Chapitre III : L’œuvre pour violoncelle seul, un défi pour l’interprète

Ces défis que l’œuvre pour violoncelle seul propose aux compositeurs constituent aussi un des meilleurs stimulants pour les interprètes. Ceux-ci ont donc été le véritable ‘’moteur’’ de toute cette production et sont au cœur de ce répertoire. C’est la raison pour laquelle nous avons souhaité terminer par ce chapitre et leur rendre hommage en leur donnant le dernier mot. Nous examinerons donc quels ont été le rôle et l’influence de certains interprètes dans la constitution et l’évolution de ce répertoire, ainsi que la question de la collaboration entre interprètes et compositeurs qu’il suscite.

Si certaines institutions, telles le CNSM de Paris 523 ou le Conservatoire Royal de Bruxelles 524 , dans un souci évident de faire entrer la musique de notre temps dans le répertoire des jeunes instrumentistes, ont contribué, en sollicitant les compositeurs à l’occasion des concours de fin d’études (Prix), à élargir le répertoire pour violoncelle seul, ces œuvres ne constituent bien sûr qu’une part minime de ce corpus.

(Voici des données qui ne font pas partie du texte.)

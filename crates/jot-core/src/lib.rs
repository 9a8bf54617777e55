//! # jot-core
//!
//! Core types, traits, and abstractions for jot.
//!
//! This crate provides:
//! - Domain models (notes, tags, views)
//! - The error taxonomy shared by all jot crates
//! - Repository traits implemented by the database layer
//! - Tag name normalization
//! - Structured logging field constants

pub mod error;
pub mod logging;
pub mod models;
pub mod tags;
pub mod traits;

pub use error::{Error, Result};
pub use models::{CreateNote, NoteStatus, NoteView, Tag, UpdateNote};
pub use tags::{normalize_tag, normalize_tags};
pub use traits::{NoteRepository, TagRepository};
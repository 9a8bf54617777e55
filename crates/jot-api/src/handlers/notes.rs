//! Note CRUD handlers.

use axum::{
    extract::{Path, State},
    http::{header, StatusCode},
    response::IntoResponse,
};
use serde::Deserialize;

use jot_core::{CreateNote, NoteRepository, UpdateNote};

use crate::{extract::Json, ApiError, AppState, Identity};

/// Request body for creating a note.
#[derive(Debug, Deserialize)]
pub struct CreateNoteBody {
    pub title: Option<String>,
    pub text: String,
    #[serde(default)]
    pub tags: Vec<String>,
}

/// Request body for updating a note's text and tag set.
#[derive(Debug, Deserialize)]
pub struct UpdateNoteBody {
    pub text: String,
    #[serde(default)]
    pub tags: Vec<String>,
}

/// GET /note/:id
///
/// Someone else's note is indistinguishable from a missing one: both 404.
pub async fn get_note(
    State(state): State<AppState>,
    identity: Identity,
    Path(id): Path<i64>,
) -> Result<impl IntoResponse, ApiError> {
    let note = state.db.notes.fetch(id, &identity.user_id).await?;
    Ok(Json(note))
}

/// POST /note
///
/// 201 with a Location header pointing at the created note.
pub async fn create_note(
    State(state): State<AppState>,
    identity: Identity,
    Json(body): Json<CreateNoteBody>,
) -> Result<impl IntoResponse, ApiError> {
    let note = state
        .db
        .notes
        .insert(
            &identity.user_id,
            CreateNote {
                title: body.title,
                text: body.text,
                tags: body.tags,
            },
        )
        .await?;

    let location = format!("/note/{}", note.id);
    Ok((
        StatusCode::CREATED,
        [(header::LOCATION, location)],
        Json(note),
    ))
}

/// PUT /note/:id
pub async fn update_note(
    State(state): State<AppState>,
    identity: Identity,
    Path(id): Path<i64>,
    Json(body): Json<UpdateNoteBody>,
) -> Result<impl IntoResponse, ApiError> {
    let note = state
        .db
        .notes
        .update(
            id,
            &identity.user_id,
            UpdateNote {
                text: body.text,
                tags: body.tags,
            },
        )
        .await?;
    Ok(Json(note))
}

/// DELETE /note/:id
pub async fn delete_note(
    State(state): State<AppState>,
    identity: Identity,
    Path(id): Path<i64>,
) -> Result<impl IntoResponse, ApiError> {
    state.db.notes.delete(id, &identity.user_id).await?;
    Ok(StatusCode::NO_CONTENT)
}
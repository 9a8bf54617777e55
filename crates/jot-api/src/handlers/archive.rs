//! Archive workflow handlers.
//!
//! A thin status-transition layer over the note repository: notes move
//! between Active and Archived, never anywhere else.

use axum::{
    extract::{Path, State},
    http::StatusCode,
    response::IntoResponse,
    Json,
};

use jot_core::NoteRepository;

use crate::{ApiError, AppState, Identity};

/// PUT /archive/:id
///
/// Idempotent: archiving an already-archived note succeeds.
pub async fn archive_note(
    State(state): State<AppState>,
    identity: Identity,
    Path(id): Path<i64>,
) -> Result<impl IntoResponse, ApiError> {
    state.db.notes.archive(id, &identity.user_id).await?;
    Ok(StatusCode::OK)
}

/// PUT /archive/:id/unarchive
///
/// 400 if the note is not currently archived.
pub async fn unarchive_note(
    State(state): State<AppState>,
    identity: Identity,
    Path(id): Path<i64>,
) -> Result<impl IntoResponse, ApiError> {
    state.db.notes.unarchive(id, &identity.user_id).await?;
    Ok(StatusCode::OK)
}

/// GET /archive
///
/// The requester's archived notes, most recently modified first.
pub async fn list_archived(
    State(state): State<AppState>,
    identity: Identity,
) -> Result<impl IntoResponse, ApiError> {
    let notes = state.db.notes.list_archived(&identity.user_id).await?;
    Ok(Json(notes))
}
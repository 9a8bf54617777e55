//! HTTP error mapping.

use axum::{http::StatusCode, response::IntoResponse, Json};

/// API-level error, carrying the HTTP status to surface.
#[derive(Debug)]
pub enum ApiError {
    Database(jot_core::Error),
    Unauthorized(String),
    NotFound(String),
    BadRequest(String),
    Conflict(String),
}

impl From<jot_core::Error> for ApiError {
    fn from(err: jot_core::Error) -> Self {
        match &err {
            jot_core::Error::NotFound(msg) => ApiError::NotFound(msg.clone()),
            jot_core::Error::InvalidInput(msg) => ApiError::BadRequest(msg.clone()),
            // Unarchiving a non-archived note is a client error, matching
            // the 400 contract of PUT /archive/:id/unarchive.
            jot_core::Error::InvalidState(msg) => ApiError::BadRequest(msg.clone()),
            jot_core::Error::Conflict(msg) => ApiError::Conflict(msg.clone()),
            jot_core::Error::Database(sqlx_err) => {
                // Duplicate-key races that escape the repositories (lazy
                // tag creation under concurrency) still surface as 409.
                let msg = sqlx_err.to_string();
                if msg.contains("duplicate key") || msg.contains("unique constraint") {
                    return ApiError::Conflict(msg);
                }
                ApiError::Database(err)
            }
        }
    }
}

impl IntoResponse for ApiError {
    fn into_response(self) -> axum::response::Response {
        let (status, message) = match self {
            ApiError::Database(err) => (StatusCode::INTERNAL_SERVER_ERROR, err.to_string()),
            ApiError::Unauthorized(msg) => (StatusCode::UNAUTHORIZED, msg),
            ApiError::NotFound(msg) => (StatusCode::NOT_FOUND, msg),
            ApiError::BadRequest(msg) => (StatusCode::BAD_REQUEST, msg),
            ApiError::Conflict(msg) => (StatusCode::CONFLICT, msg),
        };

        let body = Json(serde_json::json!({
            "error": message,
        }));

        (status, body).into_response()
    }
}

#[cfg(test)]
mod tests {
    use super::*;
    use jot_core::Error;

    fn status_of(err: ApiError) -> StatusCode {
        err.into_response().status()
    }

    #[test]
    fn test_not_found_maps_to_404() {
        let err: ApiError = Error::NotFound("Note 1 not found".to_string()).into();
        assert_eq!(status_of(err), StatusCode::NOT_FOUND);
    }

    #[test]
    fn test_invalid_input_maps_to_400() {
        let err: ApiError = Error::InvalidInput("text is required".to_string()).into();
        assert_eq!(status_of(err), StatusCode::BAD_REQUEST);
    }

    #[test]
    fn test_invalid_state_maps_to_400() {
        let err: ApiError = Error::InvalidState("not archived".to_string()).into();
        assert_eq!(status_of(err), StatusCode::BAD_REQUEST);
    }

    #[test]
    fn test_conflict_maps_to_409() {
        let err: ApiError = Error::Conflict("tag exists".to_string()).into();
        assert_eq!(status_of(err), StatusCode::CONFLICT);
    }

    #[test]
    fn test_unauthorized_maps_to_401() {
        assert_eq!(
            status_of(ApiError::Unauthorized("who are you".to_string())),
            StatusCode::UNAUTHORIZED
        );
    }

    #[test]
    fn test_database_error_maps_to_500() {
        let err: ApiError = Error::Database(sqlx::Error::PoolClosed).into();
        assert_eq!(status_of(err), StatusCode::INTERNAL_SERVER_ERROR);
    }
}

Les grands concours internationaux, tels les concours Pablo Casals 525 , Gaspar Cassado 526 et surtout le concours Rostropovitch 527 , ont certes aussi apporté quelques pièces majeures au répertoire. Mais la part la plus importante revient incontestablement aux interprètes qui ont su véritablement intéresser les compositeurs aux multiples possibilités dévoilées par leur instrument.

Comme nous avons pu déjà le constater, les pièces pour instrument solo sont en effet généralement, plus que toute autre œuvre, le fruit d’une amitié et d’une admiration réciproque entre compositeur et interprète. Pascal DUSAPIN exprime ainsi la relation très forte qui unit ses compositions pour instruments solistes à leurs dédicataires : ‘“ ... je peux dire que ces musiques solistes ne seraient pas ce qu’elles sont sans l’incessante causerie qui anime depuis presque quinze ans les musiciens auxquels ces pièces sont destinées et moi-même. Ils ont su m’apprendre à écrire pour eux et m’apprendre à comprendre leurs instruments. Leurs limites ne sont malheureusement que les miennes... tant leur patience au travail, leur générosité et leur compétence m’ont plus d’une fois sidéré ’” 528 , et on pourrait citer de nombreux exemples de compositeurs, comme Francis BAYER, qui nous disait à propos de sa pièce pour violoncelle seul, Perspectives, l’avoir écrite “ pour Alain Meunier, pour sa sonorité, pour son violoncelle. ” 529 Une pièce peut d’ailleurs rester un certain temps indissociablement liée à l’interprète pour lequel elle a été composée, comme le remarque Siegfried PALM : “ ‘Il y a des œuvres dans la littérature, qui sont avant tout indissociablement liées à leur interprète. Mais le temps doit faire ici son travail.’ ” 530

Le répertoire pour violoncelle seul est un répertoire particulièrement exigeant, car l’interprète y est comme mis à nu et tout ce qu’il joue est entendu avec la plus grande acuité. Ces pièces, on l’a vu, sont par ailleurs la plupart du temps d’une virtuosité extrême, dans la mesure où le compositeur a cherché à obtenir le maximum de l’instrument, voire à en dépasser parfois même les limites. Mais, outre leurs exigences techniques, ces œuvres demandent aussi à l’interprète un important investissement personnel et, pour certaines, des facultés créatrices particulières.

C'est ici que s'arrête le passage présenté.